Berço de parte do ideário republicano brasileiro, a Igreja Positivista do Brasil (IPB) viu sua sede, o Templo da Humanidade, no bairro da Glória, no Rio, completar 120 anos no primeiro dia de 2017. Mas não há motivos para comemorações. O prédio, em estilo que emula o do Pantheon de Paris, está em péssimas condições, com um telhado danificado, por onde passa água da chuva – o que levou à suspensão dos cultos em 2009.
O acervo histórico, formado por documentos que mostram a relação da doutrina com o fim da monarquia e a Abolição da Escravidão, e onde até seis anos atrás estava o protótipo da bandeira nacional (um óleo roubado e nunca encontrado), está se deteriorando. A busca por patrocinadores para preservar esse patrimônio tem se mostrado infrutífera, embora a instituição já tenha obtido a chancela da Lei Rouanet para a captação de recursos.
Para reverter essa situação, os resistentes gestores estão atacando em várias frentes. Fecharam acordo com o Museu da República, no vizinho Catete, para que parte do acervo seja transferida para lá. Estão montando uma força-tarefa com os órgãos de patrimônio estadual e federal para socorrer o material e o edifício.
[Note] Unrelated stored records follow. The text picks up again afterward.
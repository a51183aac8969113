//! Templated build pipeline: scaffold an app project from the on-disk
//! template, compile it with Gradle, publish the APK.

use std::path::PathBuf;

use tracing::info;

use crate::error::LaneResult;

use super::artifacts;
use super::scaffold::{ProjectScaffolder, TemplateSpec};
use super::{gradle_command, gradle_env, BuildContext, CleanupGuard, ProjectKind, Workspace};

/// Run the templated pipeline to completion and return the published
/// artifact path.
pub fn run_templated(
    ctx: &BuildContext,
    spec: &TemplateSpec,
    scaffolder: &dyn ProjectScaffolder,
) -> LaneResult<PathBuf> {
    let workspace = Workspace::create(&ctx.config.work_root)?;
    let mut cleanup = CleanupGuard::new();
    cleanup.add(workspace.path());

    ctx.progress.send(format!("Preparing project for {}", spec.app_name));
    let project_root = scaffolder.scaffold(spec, workspace.path())?;

    ctx.progress.send("Compiling application");
    let (opts_key, opts_value) = gradle_env();
    ctx.command(
        gradle_command(&project_root),
        &project_root,
        ctx.absolute_policy(),
    )
    .arg("assemble")
    .env(opts_key, opts_value)
    .run(&ctx.config.log_dir, Some(&ctx.progress))?;

    let artifact = artifacts::locate_artifact(&project_root, ProjectKind::Gradle)?;
    let published = artifacts::publish(&artifact, &ctx.config.output_dir, &spec.app_name)?;
    info!(app = %spec.app_name, artifact = %published.display(), "templated build finished");
    ctx.progress.send("Build finished");
    Ok(published)
}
Prospectam editais de fomento para cuidar dos documentos em papel, como cartas dos fundadores. Planejam um crowdfunding no Brasil e em países onde as ideias positivistas, do filósofo francês Auguste Comte (1798-1857) encontraram eco – França, Inglaterra e Estados Unidos. Só a reforma da sede está orçada em R$ 20 milhões. A publicação, no New York Times, de uma reportagem no Natal sobre o ocaso da IPB pode ajudar.
O positivismo religioso foi introduzido no Brasil pelos filósofos Teixeira Mendes (autor da bandeira) e Miguel Lemos em 1881, e teve como seguidores figuras centrais para a República e sua consolidação, como Benjamin Constant e o Marechal Cândido Rondon. O grupo se colocou fortemente contra a escravidão e a manutenção da monarquia e a favor do Estado laico. São atribuídas à influência positivista conquistas sociais como o direito do trabalhador ao descanso semanal, a férias e à aposentadoria. Também teve o dedo da instituição a criação do calendário republicano, com feriados em 7 de setembro, 15 de novembro e 21 de abril. “As pessoas não sabem da importância dos positivistas, confundem a IPB com religião tradicional”, lamenta o presidente da Associação de Amigos do Templo, Luiz Edmundo Costa Leite. “Se ninguém fizer nada, isso aqui vira pó”, diz o diretor da IPB, Alexandre Martins, que sonha com a criação de um centro de pesquisa. O museólogo André Angulo, responsável pela reserva técnica do Museu da República, acredita que o acervo possa reescrever a história da República no País: “Tem muita coisa guardada nas gavetas dos móveis desde o início do século 20. Ninguém leu”.
O museu receberá dois estudos da bandeira, em fase de restauro; os bustos que ficavam na nave do templo, de figuras consideradas por Comte de grande expressão, como Shakespeare, Aristóteles e Homero (equivalentes às imagens sacras da Igreja Católica); telas de Décio Villares, pintor positivista que fez o desenho da bandeira, logo após a Proclamação da República; peças de vestuário usadas em cerimônias. Ainda falta dar destino ao mobiliário, do qual faz parte uma cama que teria sido de Tiradentes.
Primeiro templo positivista no mundo, a sede é poeira pura. Andaimes sustentam o teto da nave. No friso da fachada está a máxima “O amor por princípio, a ordem por base, o progresso por fim” -, do qual saiu o “ordem e progresso” da bandeira.
As informações são do jornal O Estado de S. Paulo.